— Task to complete —
Your answer should be an exact copy of every record.

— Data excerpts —
--- START ---

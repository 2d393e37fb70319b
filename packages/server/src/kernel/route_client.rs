use std::time::Duration;

use anyhow::{Context, Result};
use async_trait::async_trait;
use serde::{Deserialize, Serialize};

use super::BaseRouteProvider;
use crate::common::GeoPoint;
use crate::domains::routing::RouteLeg;

/// OpenRouteService directions client (driving-car profile)
pub struct OpenRouteServiceClient {
    api_key: String,
    base_url: String,
    client: reqwest::Client,
}

/// Directions request body. Coordinates are `[longitude, latitude]`.
#[derive(Debug, Serialize)]
struct DirectionsRequest {
    coordinates: [[f64; 2]; 2],
    preference: &'static str,
    instructions: bool,
}

#[derive(Debug, Deserialize)]
struct DirectionsResponse {
    routes: Vec<DirectionsRoute>,
}

#[derive(Debug, Deserialize)]
struct DirectionsRoute {
    summary: RouteSummaryDto,
    /// Encoded polyline
    #[serde(default)]
    geometry: Option<String>,
}

#[derive(Debug, Deserialize)]
struct RouteSummaryDto {
    #[serde(default)]
    distance: f64,
    #[serde(default)]
    duration: f64,
}

impl OpenRouteServiceClient {
    pub fn new(api_key: String, base_url: String, timeout: Duration) -> Result<Self> {
        let client = reqwest::Client::builder()
            .timeout(timeout)
            .build()
            .context("Failed to create HTTP client")?;

        Ok(Self {
            api_key,
            base_url: base_url.trim_end_matches('/').to_string(),
            client,
        })
    }
}

#[async_trait]
impl BaseRouteProvider for OpenRouteServiceClient {
    async fn route(&self, origin: GeoPoint, destination: GeoPoint) -> Result<RouteLeg> {
        let request = DirectionsRequest {
            coordinates: [
                [origin.longitude, origin.latitude],
                [destination.longitude, destination.latitude],
            ],
            preference: "fastest",
            instructions: false,
        };

        let response = self
            .client
            .post(format!("{}/v2/directions/driving-car/json", self.base_url))
            .header("Authorization", &self.api_key)
            .json(&request)
            .send()
            .await
            .context("Failed to send directions request")?;

        if !response.status().is_success() {
            let status = response.status();
            let body = response.text().await.unwrap_or_default();
            anyhow::bail!("OpenRouteService error {}: {}", status, body);
        }

        let directions: DirectionsResponse = response
            .json()
            .await
            .context("Failed to parse directions response")?;

        let route = directions
            .routes
            .into_iter()
            .next()
            .context("Directions response contained no routes")?;

        Ok(RouteLeg {
            distance_meters: route.summary.distance,
            duration_seconds: route.summary.duration,
            encoded_path: route.geometry,
        })
    }
}

#[cfg(test)]
mod tests {
    use super::*;

    #[test]
    fn test_request_uses_lon_lat_order() {
        let body = DirectionsRequest {
            coordinates: [[-93.27, 44.98], [-93.09, 44.95]],
            preference: "fastest",
            instructions: false,
        };
        let json = serde_json::to_value(&body).unwrap();
        assert_eq!(json["coordinates"][0][0], -93.27);
        assert_eq!(json["coordinates"][0][1], 44.98);
    }

    #[test]
    fn test_parse_directions_response() {
        let raw = r#"{
            "routes": [{
                "summary": { "distance": 15234.5, "duration": 1102.3 },
                "geometry": "_p~iF~ps|U_ulLnnqC"
            }]
        }"#;
        let parsed: DirectionsResponse = serde_json::from_str(raw).unwrap();
        assert_eq!(parsed.routes[0].summary.distance, 15234.5);
        assert_eq!(parsed.routes[0].geometry.as_deref(), Some("_p~iF~ps|U_ulLnnqC"));
    }

    #[test]
    fn test_base_url_trailing_slash_trimmed() {
        let client = OpenRouteServiceClient::new(
            "key".into(),
            "https://ors.example/".into(),
            Duration::from_secs(10),
        )
        .unwrap();
        assert_eq!(client.base_url, "https://ors.example");
    }
}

--- END ---

— Reply —
repository 2d393e37fb70319b
filename packages/server/src/kernel/route_client.rs
use std::time::Duration;

use anyhow::{Context, Result};
use async_trait::async_trait;
use serde::{Deserialize, Serialize};

use super::BaseRouteProvider;
use crate::common::GeoPoint;
use crate::domains::routing::RouteLeg;

/// OpenRouteService directions client (driving-car profile)
pub struct OpenRouteServiceClient {
    api_key: String,
    base_url: String,
    client: reqwest::Client,
}

/// Directions request body. Coordinates are `[longitude, latitude]`.
#[derive(Debug, Serialize)]
struct DirectionsRequest {
    coordinates: [[f64; 2]; 2],
    preference: &'static str,
    instructions: bool,
}

#[derive(Debug, Deserialize)]
struct DirectionsResponse {
    routes: Vec<DirectionsRoute>,
}

#[derive(Debug, Deserialize)]
struct DirectionsRoute {
    summary: RouteSummaryDto,
    /// Encoded polyline
    #[serde(default)]
    geometry: Option<String>,
}

#[derive(Debug, Deserialize)]
struct RouteSummaryDto {
    #[serde(default)]
    distance: f64,
    #[serde(default)]
    duration: f64,
}

impl OpenRouteServiceClient {
    pub fn new(api_key: String, base_url: String, timeout: Duration) -> Result<Self> {
        let client = reqwest::Client::builder()
            .timeout(timeout)
            .build()
            .context("Failed to create HTTP client")?;

        Ok(Self {
            api_key,
            base_url: base_url.trim_end_matches('/').to_string(),
            client,
        })
    }
}

#[async_trait]
impl BaseRouteProvider for OpenRouteServiceClient {
    async fn route(&self, origin: GeoPoint, destination: GeoPoint) -> Result<RouteLeg> {
        let request = DirectionsRequest {
            coordinates: [
                [origin.longitude, origin.latitude],
                [destination.longitude, destination.latitude],
            ],
            preference: "fastest",
            instructions: false,
        };

        let response = self
            .client
            .post(format!("{}/v2/directions/driving-car/json", self.base_url))
            .header("Authorization", &self.api_key)
            .json(&request)
            .send()
            .await
            .context("Failed to send directions request")?;

        if !response.status().is_success() {
            let status = response.status();
            let body = response.text().await.unwrap_or_default();
            anyhow::bail!("OpenRouteService error {}: {}", status, body);
        }

        let directions: DirectionsResponse = response
            .json()
            .await
            .context("Failed to parse directions response")?;

        let route = directions
            .routes
            .into_iter()
            .next()
            .context("Directions response contained no routes")?;

        Ok(RouteLeg {
            distance_meters: route.summary.distance,
            duration_seconds: route.summary.duration,
            encoded_path: route.geometry,
        })
    }
}

#[cfg(test)]
mod tests {
    use super::*;

    #[test]
    fn test_request_uses_lon_lat_order() {
        let body = DirectionsRequest {
            coordinates: [[-93.27, 44.98], [-93.09, 44.95]],
            preference: "fastest",
            instructions: false,
        };
        let json = serde_json::to_value(&body).unwrap();
        assert_eq!(json["coordinates"][0][0], -93.27);
        assert_eq!(json["coordinates"][0][1], 44.98);
    }

    #[test]
    fn test_parse_directions_response() {
        let raw = r#"{
            "routes": [{
                "summary": { "distance": 15234.5, "duration": 1102.3 },
                "geometry": "_p~iF~ps|U_ulLnnqC"
            }]
        }"#;
        let parsed: DirectionsResponse = serde_json::from_str(raw).unwrap();
        assert_eq!(parsed.routes[0].summary.distance, 15234.5);
        assert_eq!(parsed.routes[0].geometry.as_deref(), Some("_p~iF~ps|U_ulLnnqC"));
    }

    #[test]
    fn test_base_url_trailing_slash_trimmed() {
        let client = OpenRouteServiceClient::new(
            "key".into(),
            "https://ors.example/".into(),
            Duration::from_secs(10),
        )
        .unwrap();
        assert_eq!(client.base_url, "https://ors.example");
    }
}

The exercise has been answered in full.